More Sources of Information

This is a sequel to my previous post on biological information.

Two things come to my mind when I think about information theory: communication theory (a la Shannon) and decision theory. Communication theory treats information as something to be transmitted as accurately as necessary; decision theory treats information as something that may make a difference.

Note that the decision-theory definition covers both human information and the sort of biological information that I talked about last time.

William Dembski, the apostle of "intelligent design", says "The fundamental intuition underlying information is not, as is sometimes thought, the transmission of signals across a communication channel, but rather, the actualization of one possibility to the exclusion of others." This is similar to my definition of information as "something that makes something happen". Notice, though, that information always seems to act with at least one remove: information molds the actor, rather than acting itself. With humans, the information changes the actors mental picture of the world, so the actor may act differently.

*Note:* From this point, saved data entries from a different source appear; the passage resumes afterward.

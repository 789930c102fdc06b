//! In-memory [`OrderStore`] backed by a lock-guarded map.

use bookstore_core::{
    DateTime, Order, OrderFilter, OrderId, OrderStore, StoreError, StoreFuture, Utc,
};
use std::collections::HashMap;
use std::sync::Arc;
use tokio::sync::RwLock;

/// In-memory order store for fast, deterministic tests and local runs.
///
/// Writes take the lock exclusively, so the version check in
/// [`OrderStore::replace`] and the write itself happen atomically.
///
/// Cloning shares the underlying map.
#[derive(Clone, Debug, Default)]
pub struct InMemoryOrderStore {
    orders: Arc<RwLock<HashMap<OrderId, Order>>>,
}

impl InMemoryOrderStore {
    /// Create a new empty store
    #[must_use]
    pub fn new() -> Self {
        Self::default()
    }

    /// Number of stored orders, deleted ones included.
    pub async fn len(&self) -> usize {
        self.orders.read().await.len()
    }

    /// Whether the store holds no orders.
    pub async fn is_empty(&self) -> bool {
        self.orders.read().await.is_empty()
    }
}

impl OrderStore for InMemoryOrderStore {
    fn create(&self, order: Order) -> StoreFuture<'_, OrderId> {
        Box::pin(async move {
            let mut orders = self.orders.write().await;
            let id = order.id;
            if orders.contains_key(&id) {
                return Err(StoreError::Duplicate(id));
            }
            orders.insert(id, order);
            Ok(id)
        })
    }

    fn get(&self, id: OrderId) -> StoreFuture<'_, Order> {
        Box::pin(async move {
            self.orders
                .read()
                .await
                .get(&id)
                .cloned()
                .ok_or(StoreError::NotFound(id))
        })
    }

    fn find(&self, filter: OrderFilter) -> StoreFuture<'_, Vec<Order>> {
        Box::pin(async move {
            let mut found: Vec<Order> = self
                .orders
                .read()
                .await
                .values()
                .filter(|order| filter.matches(order))
                .cloned()
                .collect();
            found.sort_by(|a, b| a.created_at.cmp(&b.created_at).then(a.id.cmp(&b.id)));
            Ok(found)
        })
    }

    fn replace(
        &self,
        order: Order,
        expected_updated_at: DateTime<Utc>,
    ) -> StoreFuture<'_, Order> {
        Box::pin(async move {
            let mut orders = self.orders.write().await;
            let stored = orders.get_mut(&order.id).ok_or(StoreError::NotFound(order.id))?;

            if stored.updated_at != expected_updated_at {
                return Err(StoreError::Conflict {
                    id: order.id,
                    expected: expected_updated_at,
                    actual: stored.updated_at,
                });
            }

            *stored = order.clone();
            Ok(order)
        })
    }
}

In chemistry, hence (for our purposes) in biology, the information shapes the electric fields, so electrons act differently.

There has been lots of analysis of Dembski's concept of "complex specified information", so I won't belabor that. My quarrel is with his assumptions about information itself.

Dembski treats information as a free-floating concept: "For an example in the same spirit consider that there is no more information in two copies of Shakespeare's Hamlet than in a single copy. This is of course patently obvious, and any formal account of information had better agree." But in the real world this statement isn't always useful. If you have two copies of Hamlet, two people can read it at the same time, so decisions about staging and such can be made sooner. And it's by no means clear that an organism is indifferent to a second copy of a gene. The effects of Down syndrome are the result of a second copy of an entire chromosome.

Another result is the leaf-eating monkeys. Here a gene is duplicated; one copy still serves the original function, leaving the other gene free to mutate into a slightly different form, enabling the monkeys to get more nutrition from leaves.

In the first case the formal quantity of information is the same, but the effective quantity is different. The second case is information "created" by a non-intelligent mutation. Just because human information is always intelligently caused doesn't mean that biological information has to come from intelligence.

Using Dembski's Hamlet analogy leads you to miss the fact that information is more than just a mathematical description.